Michel Foucault en Vigilar y castigar (Siglo XXI) nos habla de cómo el cuerpo es más que sólo carne; a la hora de indicar cómo vestir, cómo comportarse, qué hacer y cómo hacerlo. “[…] en toda sociedad, el cuerpo queda atrapado en el interior de poderes muy ceñidos que le imponen coacciones, interdicciones u obligaciones”.
¿Por qué hizo eso Rubén? Fueron pocos los compañeros que lo reprobaron, más bien lo vimos como un rasgo atrevido que nos seducía: su cuerpo era suyo y de nadie más. La escritora nigeriana Chimamanda Ngozi Adichie, escribe en Todos deberíamos ser feministas (Penguin Random House): “Si hacemos la misma cosa una y otra vez, acaba siendo normal. Si vemos la misma cosa una y otra vez, acaba siendo normal.” Funciona de igual forma cuando escuchamos lo mismo todos los días: uno normaliza el estado de cosas donde vive, la violencia, los prejuicios, el machismo, pero llega un momento de urgencia para hacer conciencia y romper con ello.

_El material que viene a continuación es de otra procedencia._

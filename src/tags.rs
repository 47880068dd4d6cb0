// The wire type domain and the fixed, four-field index-entry record every
// header's index area is built out of.

use nom::{
    combinator::map,
    number::complete::{be_i32, be_u32},
    sequence::tuple,
    IResult,
};

/// 8-byte magic sentinel every header blob must open with.
pub const HEADER_MAGIC: [u8; 8] = [0x8e, 0xad, 0xe8, 0x01, 0x00, 0x00, 0x00, 0x00];

/// Tag marking the immutable region (`HEADERIMMUTABLE`).
pub const REGIONTAG_IMMUTABLE: i32 = 63;
/// Tag marking the signature-header region (`HEADERSIGNATURES`).
pub const REGIONTAG_SIGNATURE: i32 = 62;

/// Header-only digest/signature tags, carried outside the immutable region.
pub const TAG_SHA1HEADER: i32 = 269;
pub const TAG_RSAHEADER: i32 = 268;
pub const TAG_DSAHEADER: i32 = 267;

/// Package-level signature-header tags.
pub const SIGTAG_SIZE: i32 = 1000;
pub const SIGTAG_PGP: i32 = 1002;
pub const SIGTAG_MD5: i32 = 1004;
pub const SIGTAG_GPG: i32 = 1005;
pub const SIGTAG_PGP5: i32 = 1006;
pub const SIGTAG_PAYLOADSIZE: i32 = 1007;
pub const SIGTAG_SHA1: i32 = 269;
pub const SIGTAG_DSA: i32 = 267;
pub const SIGTAG_RSA: i32 = 268;

/// Destination tags the legacy merge remaps signature-header entries to.
pub const TAG_SIGSIZE: i32 = 1000;
pub const TAG_SIGPGP: i32 = 1002;
pub const TAG_SIGMD5: i32 = 1004;
pub const TAG_SIGGPG: i32 = 1005;
pub const TAG_SIGPGP5: i32 = 1006;
pub const TAG_ARCHIVESIZE: i32 = 1046;

/// Signature-space bound: `SHA1`/`DSA`/`RSA` survive the legacy merge only
/// when they lie in `[SIGBASE, TAGBASE)`.
pub const HEADER_SIGBASE: i32 = -128;
pub const HEADER_TAGBASE: i32 = 1000;

pub const TAG_HEADERIMMUTABLE: i32 = REGIONTAG_IMMUTABLE;
pub const TAG_SOURCEPACKAGE: i32 = 1106;
pub const TAG_SOURCERPM: i32 = 1044;
pub const TAG_OLDFILENAMES: i32 = 1027;

/// The nine declared wire types.
#[derive(Debug, Clone, Copy, PartialEq, Eq, Hash)]
#[repr(u32)]
pub enum TagType {
    Null = 0,
    Char = 1,
    Int8 = 2,
    Int16 = 3,
    Int32 = 4,
    Int64 = 5,
    String = 6,
    Bin = 7,
    StringArray = 8,
    I18nString = 9,
}

impl TagType {
    pub fn from_u32(v: u32) -> Option<Self> {
        Some(match v {
            0 => TagType::Null,
            1 => TagType::Char,
            2 => TagType::Int8,
            3 => TagType::Int16,
            4 => TagType::Int32,
            5 => TagType::Int64,
            6 => TagType::String,
            7 => TagType::Bin,
            8 => TagType::StringArray,
            9 => TagType::I18nString,
            _ => return None,
        })
    }

    pub fn as_u32(self) -> u32 {
        self as u32
    }

    /// Natural alignment of one element, in bytes. Variable-length byte
    /// types (`STRING`, `BIN`, the array types) need only byte alignment.
    pub fn alignment(self) -> usize {
        match self {
            TagType::Null => 1,
            TagType::Char | TagType::Int8 => 1,
            TagType::Int16 => 2,
            TagType::Int32 => 4,
            TagType::Int64 => 8,
            TagType::String | TagType::Bin | TagType::StringArray | TagType::I18nString => 1,
        }
    }

    /// Fixed per-element size for the scalar integer types; `None` for
    /// the variable-length byte/string/array types, whose total payload
    /// length must be derived some other way (`BIN` and region trailers
    /// carry an explicit byte count in `count`; `STRING`/`STRING_ARRAY`/
    /// `I18NSTRING` scan for a terminating NUL).
    pub fn fixed_element_size(self) -> Option<usize> {
        match self {
            TagType::Null => Some(0),
            TagType::Char | TagType::Int8 => Some(1),
            TagType::Int16 => Some(2),
            TagType::Int32 => Some(4),
            TagType::Int64 => Some(8),
            TagType::Bin => Some(1),
            TagType::String | TagType::StringArray | TagType::I18nString => None,
        }
    }

    pub fn is_scalar_integer(self) -> bool {
        matches!(
            self,
            TagType::Char | TagType::Int8 | TagType::Int16 | TagType::Int32 | TagType::Int64
        )
    }

    pub fn is_array_type(self) -> bool {
        matches!(self, TagType::StringArray | TagType::I18nString)
    }
}

/// One 16-byte index entry: `tag`/`type`/`offset`/`count`, network byte
/// order on the wire.
#[derive(Debug, Clone, Copy, PartialEq, Eq)]
pub struct EntryInfo {
    pub tag: i32,
    pub ty: u32,
    pub offset: i32,
    pub count: i32,
}

pub const ENTRY_SIZE: usize = 16;

fn t_tag(buffer: &[u8]) -> IResult<&[u8], i32> {
    be_i32(buffer)
}

fn t_type(buffer: &[u8]) -> IResult<&[u8], u32> {
    be_u32(buffer)
}

fn t_offset(buffer: &[u8]) -> IResult<&[u8], i32> {
    be_i32(buffer)
}

fn t_count(buffer: &[u8]) -> IResult<&[u8], i32> {
    be_i32(buffer)
}

/// Parse one index entry. Byte order is converted at the accessor, never
/// cached pre-decoded: the blob never stores a byte-swapped copy.
pub fn parse_entry(buffer: &[u8]) -> IResult<&[u8], EntryInfo> {
    map(
        tuple((t_tag, t_type, t_offset, t_count)),
        |(tag, ty, offset, count)| EntryInfo {
            tag,
            ty,
            offset,
            count,
        },
    )(buffer)
}

#[cfg(test)]
mod tests {
    use super::*;
    use pretty_assertions::assert_eq;

    #[test]
    fn parses_one_entry() {
        let bytes = [
            0x00, 0x00, 0x00, 0x3f, // tag = 63
            0x00, 0x00, 0x00, 0x07, // type = BIN
            0x00, 0x00, 0x00, 0x00, // offset = 0
            0x00, 0x00, 0x00, 0x10, // count = 16
        ];
        let (rest, entry) = parse_entry(&bytes).unwrap();
        assert!(rest.is_empty());
        assert_eq!(
            entry,
            EntryInfo {
                tag: 63,
                ty: TagType::Bin.as_u32(),
                offset: 0,
                count: 16,
            }
        );
    }

    #[test]
    fn negative_offset_round_trips() {
        let bytes = [
            0x00, 0x00, 0x00, 0x3f, 0x00, 0x00, 0x00, 0x07, 0xff, 0xff, 0xff, 0xf0, // -16
            0x00, 0x00, 0x00, 0x10,
        ];
        let (_, entry) = parse_entry(&bytes).unwrap();
        assert_eq!(entry.offset, -16);
    }

    #[test]
    fn type_alignment_matches_declared_widths() {
        assert_eq!(TagType::Int64.alignment(), 8);
        assert_eq!(TagType::Int32.alignment(), 4);
        assert_eq!(TagType::Int16.alignment(), 2);
        assert_eq!(TagType::Bin.alignment(), 1);
    }

    #[test]
    fn unknown_type_rejected() {
        assert_eq!(TagType::from_u32(42), None);
    }
}
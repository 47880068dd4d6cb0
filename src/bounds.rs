// Pure bounds predicates, tiny free functions over integers only. These run
// before any allocation sized off an attacker-controlled count: a blob that
// claims a billion tags must be rejected here, not after `il * 16` bytes
// have already been requested from the allocator.

use crate::tags::TagType;

/// Absurdly large but still finite upper bound on index-entry count.
/// Chosen well above any legitimate header (real-world headers carry at
/// most a few thousand tags) while still bounding worst-case allocation
/// to a few hundred MB even on an all-entries-maximal blob.
pub const MAX_TAGS: i32 = 1_000_000;

/// Upper bound on the data-area byte length.
pub const MAX_DATA_LEN: i32 = 256 * 1024 * 1024;

/// True if `il` is negative, zero, or exceeds [`MAX_TAGS`].
pub fn hdrchk_tags(il: i32) -> bool {
    il <= 0 || il > MAX_TAGS
}

/// True if `dl` is negative or exceeds [`MAX_DATA_LEN`].
///
/// Unlike `hdrchk_tags`, `dl == 0` is legal: a region can carry its
/// 16-byte trailer and nothing else lives alongside it when `il == 1`.
pub fn hdrchk_data(dl: i32) -> bool {
    dl < 0 || dl > MAX_DATA_LEN
}

/// True when `value` does not lie in `[0, limit]`.
pub fn hdrchk_range(limit: i32, value: i32) -> bool {
    value < 0 || value > limit
}

/// True when `t` is not one of the nine declared wire types.
pub fn hdrchk_type(t: u32) -> bool {
    TagType::from_u32(t).is_none()
}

Decidir hacer o no hacer algo con nuestros cuerpos es una forma de hilvanar un discurso que haga frente al statu quo. Quizá Rubén no lo vio así aquella vez, quizá él lo hizo por mero gusto como muchos otros, como Ozzy cuando narra en I am Ozzy. Confieso que he bebido, su libro de memorias, que se tatuó por querer parecer músico como Lennon y McCartney.
Perdimos contacto, seguramente ya casi nadie de mi generación recuerda a Rubén. Quizá aparezca dentro de muchos tatuajes después y como buen trazo, se quede permanentemente.